Mehrheitswahlrecht Vergebliche Vorschläge
06.03.2008, 17:43 UhrGewährleisten Grundgesetz und Wahlrecht noch die politische Stabilität, welche die Väter der Republik sicherstellen wollten und bislang auch erreicht haben? Zwei frühere Präsidenten des Bundesverfassungsgerichts haben die Frage aufgeworfen. Sie haben sie verneint. Ernst Benda und jetzt Roman Herzog plädieren für ein Mehrheitswahlrecht, wie es in Großbritannien oder in anderer Ausgestaltung in Frankreich stabile parlamentarische Mehrheiten herbeiführt. Beide machen sich keine Hoffung.
Für Ernst Benda ist sein Plädoyer ein Rückblick in die eigene politische Vita. Als Staatssekretär im Bundesinnenministerium der Großen Koalition von 1966 bis 1969 arbeitete er an einem "Mehrheitsbildenden Wahlrecht". Es sollte Regierungsbildungen ermöglichen, ohne dass SPD und Union dabei entweder aufeinander oder auf die FDP als Mehrheitsbeschaffer, als "Wagscheißerle", angewiesen wären. Benda scheiterte.
Anders als damals sind heute nicht drei sondern fünf Parteien im Bundestag, ebenfalls unter anderem in Hessen. Anders als damals ist heute am Beispiel Hessen die Gefahr politischer Instabilität manifest, die Bildung einer Mehrheitsregierung offenbar unmöglich. Wie damals werden die Staatsrechtler nie die Zustimmung derer finden, denen ein Mehrheitswahlrecht den Garaus machen würde, damals der FDP auch sollte.

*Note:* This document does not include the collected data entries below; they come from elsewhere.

//! Move resolution: sliding, merging, and scoring a board.
//!
//! All functions here are pure. A move is resolved one line (row or
//! column) at a time; lines are pre-reversed for Right/Down so the
//! algorithm always slides toward index 0, and the reversal is undone
//! before writing back.

use super::board::{Board, Cell, Direction, BOARD_SIZE};

/// The tile value that marks a win the first time it is produced.
pub const WIN_TILE: u32 = 2048;

/// A single merge produced while resolving one line.
#[derive(Clone, Copy, PartialEq, Eq, Debug)]
pub struct Merge {
    /// The doubled value the merge produced.
    pub value: u32,
    /// Output slot of the merged tile, counted from the slide target end.
    pub index: usize,
}

/// Result of resolving a single line toward index 0.
#[derive(Clone, PartialEq, Eq, Debug)]
pub struct LineResolution {
    /// The line after compacting, merging, and re-padding to length 4.
    pub line: [Cell; BOARD_SIZE],
    /// Sum of all merged values in this line.
    pub score_delta: u32,
    /// Every merge that occurred, in slide order.
    pub merges: Vec<Merge>,
}

/// Outcome of applying one directional move to a whole board.
#[derive(Clone, PartialEq, Eq, Debug)]
pub struct MoveOutcome {
    /// The board after the move, before any tile spawn.
    pub board: Board,
    /// Whether any cell differs from the input board. Only a changed
    /// board counts as a legal move; a slide with no merge still counts
    /// when positions shifted.
    pub changed: bool,
    /// Total points earned from merges across all four lines.
    pub score_delta: u32,
    /// Whether some merge produced [`WIN_TILE`] during this move.
    pub won: bool,
}

/// Slide and merge one line toward index 0.
///
/// The line is compacted, then merged in a single sweep, then compacted
/// again. A tile produced by a merge is marked consumed and never merges
/// a second time in the same sweep, so `[2, 2, 2, 2]` resolves to
/// `[4, 4, _, _]` rather than collapsing further.
///
/// # Example
///
/// ```rust
/// use slide48::core::resolve_line;
///
/// let resolved = resolve_line([Some(2), Some(2), Some(2), Some(2)]);
/// assert_eq!(resolved.line, [Some(4), Some(4), None, None]);
/// assert_eq!(resolved.score_delta, 8);
/// assert_eq!(resolved.merges.len(), 2);
/// ```
pub fn resolve_line(line: [Cell; BOARD_SIZE]) -> LineResolution {
    let mut out: [Cell; BOARD_SIZE] = [None; BOARD_SIZE];
    // A slot that already received a merge this sweep is consumed and
    // cannot absorb another tile.
    let mut consumed = [false; BOARD_SIZE];
    let mut merges = Vec::new();
    let mut score_delta = 0;
    let mut write = 0;

    for value in line.into_iter().flatten() {
        if write > 0 && out[write - 1] == Some(value) && !consumed[write - 1] {
            let doubled = value * 2;
            out[write - 1] = Some(doubled);
            consumed[write - 1] = true;
            score_delta += doubled;
            merges.push(Merge {
                value: doubled,
                index: write - 1,
            });
        } else {
            out[write] = Some(value);
            write += 1;
        }
    }

    LineResolution {
        line: out,
        score_delta,
        merges,
    }
}

/// Apply one directional move to `board`, returning the slid-and-merged
/// board together with the score delta and win/changed flags. The input
/// board is untouched; no tile is spawned here.
///
/// # Example
///
/// ```rust
/// use slide48::core::{apply_move, Board, Direction};
///
/// let mut board = Board::empty();
/// board.set(0, 2, Some(2));
/// board.set(0, 3, Some(2));
///
/// let outcome = apply_move(&board, Direction::Left);
/// assert!(outcome.changed);
/// assert_eq!(outcome.score_delta, 4);
/// assert_eq!(outcome.board.get(0, 0), Some(4));
/// ```
pub fn apply_move(board: &Board, direction: Direction) -> MoveOutcome {
    let mut next = *board;
    let mut score_delta = 0;
    let mut won = false;

    for index in 0..BOARD_SIZE {
        let line = match direction {
            Direction::Left | Direction::Right => next.row(index),
            Direction::Up | Direction::Down => next.col(index),
        };
        let toward_zero = matches!(direction, Direction::Left | Direction::Up);

        let input = if toward_zero { line } else { reversed(line) };
        let resolved = resolve_line(input);
        let output = if toward_zero {
            resolved.line
        } else {
            reversed(resolved.line)
        };

        score_delta += resolved.score_delta;
        if resolved.merges.iter().any(|m| m.value >= WIN_TILE) {
            won = true;
        }

        match direction {
            Direction::Left | Direction::Right => next.set_row(index, output),
            Direction::Up | Direction::Down => next.set_col(index, output),
        }
    }

    MoveOutcome {
        changed: next != *board,
        board: next,
        score_delta,
        won,
    }
}

fn reversed(line: [Cell; BOARD_SIZE]) -> [Cell; BOARD_SIZE] {
    let mut out = line;
    out.reverse();
    out
}

#[cfg(test)]
mod tests {
    use super::*;

    fn board_from(values: [[u32; 4]; 4]) -> Board {
        let mut board = Board::empty();
        for (row, cells) in values.into_iter().enumerate() {
            for (col, value) in cells.into_iter().enumerate() {
                if value != 0 {
                    board.set(row, col, Some(value));
                }
            }
        }
        board
    }

    #[test]
    fn compacts_without_merging() {
        let resolved = resolve_line([None, Some(2), None, Some(4)]);
        assert_eq!(resolved.line, [Some(2), Some(4), None, None]);
        assert_eq!(resolved.score_delta, 0);
        assert!(resolved.merges.is_empty());
    }

    #[test]
    fn merges_adjacent_pair_across_gap() {
        let resolved = resolve_line([Some(2), None, Some(2), None]);
        assert_eq!(resolved.line, [Some(4), None, None, None]);
        assert_eq!(resolved.score_delta, 4);
        assert_eq!(resolved.merges, vec![Merge { value: 4, index: 0 }]);
    }

    #[test]
    fn merges_two_pairs_independently() {
        let resolved = resolve_line([Some(2), Some(2), Some(4), Some(4)]);
        assert_eq!(resolved.line, [Some(4), Some(8), None, None]);
        assert_eq!(resolved.score_delta, 12);
    }

    #[test]
    fn merged_tile_never_merges_again_in_same_sweep() {
        // [4, 2, 2] must not cascade into [8].
        let resolved = resolve_line([Some(4), Some(2), Some(2), None]);
        assert_eq!(resolved.line, [Some(4), Some(4), None, None]);
        assert_eq!(resolved.score_delta, 4);
    }

    #[test]
    fn four_equal_tiles_yield_two_merges_not_one() {
        let resolved = resolve_line([Some(2), Some(2), Some(2), Some(2)]);
        assert_eq!(resolved.line, [Some(4), Some(4), None, None]);
        assert_eq!(resolved.score_delta, 8);
        assert_eq!(
            resolved.merges,
            vec![Merge { value: 4, index: 0 }, Merge { value: 4, index: 1 }]
        );
    }

    #[test]
    fn resolve_is_idempotent_on_its_own_output() {
        let once = resolve_line([Some(2), Some(2), Some(4), None]);
        let twice = resolve_line(once.line);
        assert_eq!(twice.line, once.line);
        assert_eq!(twice.score_delta, 0);
    }

    #[test]
    fn move_left_resolves_every_row() {
        let board = board_from([[2, 2, 0, 0], [0, 4, 4, 0], [2, 0, 2, 0], [8, 8, 8, 8]]);
        let outcome = apply_move(&board, Direction::Left);
        assert!(outcome.changed);
        assert_eq!(
            outcome.board,
            board_from([[4, 0, 0, 0], [8, 0, 0, 0], [4, 0, 0, 0], [16, 16, 0, 0]])
        );
        assert_eq!(outcome.score_delta, 4 + 8 + 4 + 32);
    }

    #[test]
    fn move_right_slides_toward_high_indices() {
        let board = board_from([[2, 2, 0, 0], [0, 4, 4, 0], [2, 0, 2, 0], [8, 8, 8, 8]]);
        let outcome = apply_move(&board, Direction::Right);
        assert_eq!(
            outcome.board,
            board_from([[0, 0, 0, 4], [0, 0, 0, 8], [0, 0, 0, 4], [0, 0, 16, 16]])
        );
        assert_eq!(outcome.score_delta, 4 + 8 + 4 + 32);
    }

    #[test]
    fn move_up_resolves_every_column() {
        let board = board_from([[2, 0, 2, 8], [2, 4, 0, 8], [0, 4, 2, 8], [0, 0, 0, 8]]);
        let outcome = apply_move(&board, Direction::Up);
        assert_eq!(
            outcome.board,
            board_from([[4, 8, 4, 16], [0, 0, 0, 16], [0, 0, 0, 0], [0, 0, 0, 0]])
        );
        assert_eq!(outcome.score_delta, 4 + 8 + 4 + 32);
    }

    #[test]
    fn move_down_slides_toward_bottom() {
        let board = board_from([[2, 0, 2, 8], [2, 4, 0, 8], [0, 4, 2, 8], [0, 0, 0, 8]]);
        let outcome = apply_move(&board, Direction::Down);
        assert_eq!(
            outcome.board,
            board_from([[0, 0, 0, 0], [0, 0, 0, 0], [0, 0, 0, 16], [4, 8, 4, 16]])
        );
        assert_eq!(outcome.score_delta, 4 + 8 + 4 + 32);
    }

    #[test]
    fn pure_slide_without_merge_still_counts_as_changed() {
        let board = board_from([[0, 2, 0, 0], [0, 0, 0, 0], [0, 0, 0, 0], [0, 0, 0, 0]]);
        let outcome = apply_move(&board, Direction::Left);
        assert!(outcome.changed);
        assert_eq!(outcome.score_delta, 0);
        assert_eq!(outcome.board.get(0, 0), Some(2));
    }

    #[test]
    fn blocked_move_reports_unchanged() {
        let board = board_from([[2, 0, 0, 0], [4, 0, 0, 0], [8, 0, 0, 0], [16, 0, 0, 0]]);
        let outcome = apply_move(&board, Direction::Left);
        assert!(!outcome.changed);
        assert_eq!(outcome.score_delta, 0);
        assert_eq!(outcome.board, board);
    }

    #[test]
    fn merging_two_1024_tiles_flags_a_win() {
        let board = board_from([[1024, 1024, 0, 0], [0; 4], [0; 4], [0; 4]]);
        let outcome = apply_move(&board, Direction::Left);
        assert!(outcome.won);
        assert_eq!(outcome.board.get(0, 0), Some(WIN_TILE));
        assert_eq!(outcome.score_delta, 2048);
    }

    #[test]
    fn smaller_merges_do_not_flag_a_win() {
        let board = board_from([[512, 512, 0, 0], [0; 4], [0; 4], [0; 4]]);
        let outcome = apply_move(&board, Direction::Left);
        assert!(!outcome.won);
    }
}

Große Koalitionen würden sich mit einem solchen Vorhaben dem Vorwurf aussetzen, nichts anderes im Sinne zu haben als die Ausschaltung der Konkurrenz.
Grundgesetz und Tradition von Koalitionen beschwören zudem eine Gefahr herauf, auf die außer Herzog auch Ministerpräsidenten hingewiesen haben. Sie wird umso größer, je häufiger bunt gefärbte Parlamente und bunt gefärbte Koalitionen werden. Bei Gesetzen, welche die Zustimmung des Bundesrates bedürften, droht Stillstand der Gesetzgebung, weil Zustimmung die Mehrheit der Länder braucht. Enthaltung wirkt wie Nein. Enthaltung aber wird in Koalitionen regelmäßig vereinbart für den Fall, dass sich die Partner nicht über Ja oder Nein einigen. Mit der Zahl der Partner wächst die Schwierigkeit der Einigung.
Die Zustimmung des Bundesrates an die relative statt an die absolute Mehrheit zu binden, ist in der Tat der Ausweg. Er wird allerdings nur beschritten werden können, bevor die Zahl der Viel-Parteien-Koalitionen so groß ist, dass aus der theoretischen Gefahr des Gesetzgebungsstillstands die praktische Möglichkeit der Blockade wird.
Die Änderung braucht eine Mehrheit, und Zustimmung heißt: Verzicht auf Macht, Blockademacht.